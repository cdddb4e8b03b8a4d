//! Application router configuration.

use std::path::Path;

use axum::{Router, extract::DefaultBodyLimit, routing::get};
use tower_http::services::ServeDir;

use crate::{
    AppState,
    category::get_categories_endpoint,
    endpoints,
    expense::{create_expense_endpoint, get_expenses_endpoint},
};

/// Return a router with all the app's routes.
///
/// Requests that do not match an API route are served from `assets_dir`.
/// Directory requests (including the root) serve the directory's `index.html`.
///
/// Request bodies are not size limited.
pub fn build_router(state: AppState, assets_dir: impl AsRef<Path>) -> Router {
    Router::new()
        .route(endpoints::CATEGORIES_API, get(get_categories_endpoint))
        .route(
            endpoints::EXPENSES_API,
            get(get_expenses_endpoint).post(create_expense_endpoint),
        )
        .fallback_service(ServeDir::new(assets_dir))
        .layer(DefaultBodyLimit::disable())
        .with_state(state)
}
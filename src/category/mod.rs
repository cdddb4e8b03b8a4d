//! Categories that expenses are grouped under.

mod db;
mod domain;
mod list;

pub use db::{
    DEFAULT_CATEGORIES, create_category, create_category_table, get_all_categories,
    seed_categories,
};
pub use domain::{Category, CategoryId, CategoryName};
pub use list::get_categories_endpoint;
//! Database operations for categories.

use rusqlite::{Connection, Row};

use crate::{
    Error,
    category::{Category, CategoryName},
};

/// The categories a fresh database is seeded with.
pub const DEFAULT_CATEGORIES: [&str; 6] = [
    "Food",
    "Transport",
    "Utilities",
    "Entertainment",
    "Health",
    "Other",
];

/// Create a category and return it with its generated ID.
///
/// Categories are only created by the seeding tools, the HTTP API never calls this.
///
/// # Errors
/// Returns an [Error::SqlError] if a category with the same name already
/// exists or if there is some other SQL error.
pub fn create_category(name: CategoryName, connection: &Connection) -> Result<Category, Error> {
    connection.execute(
        "INSERT INTO categories (name) VALUES (?1);",
        (name.as_ref(),),
    )?;

    let id = connection.last_insert_rowid();

    Ok(Category { id, name })
}

/// Retrieve all categories ordered by ID.
pub fn get_all_categories(connection: &Connection) -> Result<Vec<Category>, Error> {
    connection
        .prepare("SELECT id, name FROM categories ORDER BY id ASC;")?
        .query_map([], map_row)?
        .map(|maybe_category| maybe_category.map_err(|error| error.into()))
        .collect()
}

/// Insert each of `names` unless a category with that name already exists.
///
/// Returns the number of categories that were inserted.
pub fn seed_categories(names: &[CategoryName], connection: &Connection) -> Result<usize, Error> {
    let mut statement = connection.prepare("INSERT OR IGNORE INTO categories (name) VALUES (?1);")?;
    let mut inserted = 0;

    for name in names {
        inserted += statement.execute((name.as_ref(),))?;
    }

    Ok(inserted)
}

/// Initialize the categories table.
pub fn create_category_table(connection: &Connection) -> Result<(), rusqlite::Error> {
    connection.execute(
        "CREATE TABLE IF NOT EXISTS categories (
            id INTEGER PRIMARY KEY,
            name TEXT NOT NULL UNIQUE
        );",
        (),
    )?;

    Ok(())
}

fn map_row(row: &Row) -> Result<Category, rusqlite::Error> {
    let id = row.get(0)?;
    let raw_name: String = row.get(1)?;
    let name = CategoryName::new_unchecked(&raw_name);

    Ok(Category { id, name })
}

## PROBLEM DETAILS
Write the material above out again, exactly as it reads.

## SOLUTION FOR THIS EXERCISE
repository cdddb4e8b03b8a4d
//! Application router configuration.

use std::path::Path;

use axum::{Router, extract::DefaultBodyLimit, routing::get};
use tower_http::services::ServeDir;

use crate::{
    AppState,
    category::get_categories_endpoint,
    endpoints,
    expense::{create_expense_endpoint, get_expenses_endpoint},
};

/// Return a router with all the app's routes.
///
/// Requests that do not match an API route are served from `assets_dir`.
/// Directory requests (including the root) serve the directory's `index.html`.
///
/// Request bodies are not size limited.
pub fn build_router(state: AppState, assets_dir: impl AsRef<Path>) -> Router {
    Router::new()
        .route(endpoints::CATEGORIES_API, get(get_categories_endpoint))
        .route(
            endpoints::EXPENSES_API,
            get(get_expenses_endpoint).post(create_expense_endpoint),
        )
        .fallback_service(ServeDir::new(assets_dir))
        .layer(DefaultBodyLimit::disable())
        .with_state(state)
}
filename src/category/mod.rs
repository cdddb4e8b03b8a4d
//! Categories that expenses are grouped under.

mod db;
mod domain;
mod list;

pub use db::{
    DEFAULT_CATEGORIES, create_category, create_category_table, get_all_categories,
    seed_categories,
};
pub use domain::{Category, CategoryId, CategoryName};
pub use list::get_categories_endpoint;
//! Database operations for categories.

use rusqlite::{Connection, Row};

use crate::{
    Error,
    category::{Category, CategoryName},
};

/// The categories a fresh database is seeded with.
pub const DEFAULT_CATEGORIES: [&str; 6] = [
    "Food",
    "Transport",
    "Utilities",
    "Entertainment",
    "Health",
    "Other",
];

/// Create a category and return it with its generated ID.
///
/// Categories are only created by the seeding tools, the HTTP API never calls this.
///
/// # Errors
/// Returns an [Error::SqlError] if a category with the same name already
/// exists or if there is some other SQL error.
pub fn create_category(name: CategoryName, connection: &Connection) -> Result<Category, Error> {
    connection.execute(
        "INSERT INTO categories (name) VALUES (?1);",
        (name.as_ref(),),
    )?;

    let id = connection.last_insert_rowid();

    Ok(Category { id, name })
}

/// Retrieve all categories ordered by ID.
pub fn get_all_categories(connection: &Connection) -> Result<Vec<Category>, Error> {
    connection
        .prepare("SELECT id, name FROM categories ORDER BY id ASC;")?
        .query_map([], map_row)?
        .map(|maybe_category| maybe_category.map_err(|error| error.into()))
        .collect()
}

/// Insert each of `names` unless a category with that name already exists.
///
/// Returns the number of categories that were inserted.
pub fn seed_categories(names: &[CategoryName], connection: &Connection) -> Result<usize, Error> {
    let mut statement = connection.prepare("INSERT OR IGNORE INTO categories (name) VALUES (?1);")?;
    let mut inserted = 0;

    for name in names {
        inserted += statement.execute((name.as_ref(),))?;
    }

    Ok(inserted)
}

/// Initialize the categories table.
pub fn create_category_table(connection: &Connection) -> Result<(), rusqlite::Error> {
    connection.execute(
        "CREATE TABLE IF NOT EXISTS categories (
            id INTEGER PRIMARY KEY,
            name TEXT NOT NULL UNIQUE
        );",
        (),
    )?;

    Ok(())
}

fn map_row(row: &Row) -> Result<Category, rusqlite::Error> {
    let id = row.get(0)?;
    let raw_name: String = row.get(1)?;
    let name = CategoryName::new_unchecked(&raw_name);

    Ok(Category { id, name })
}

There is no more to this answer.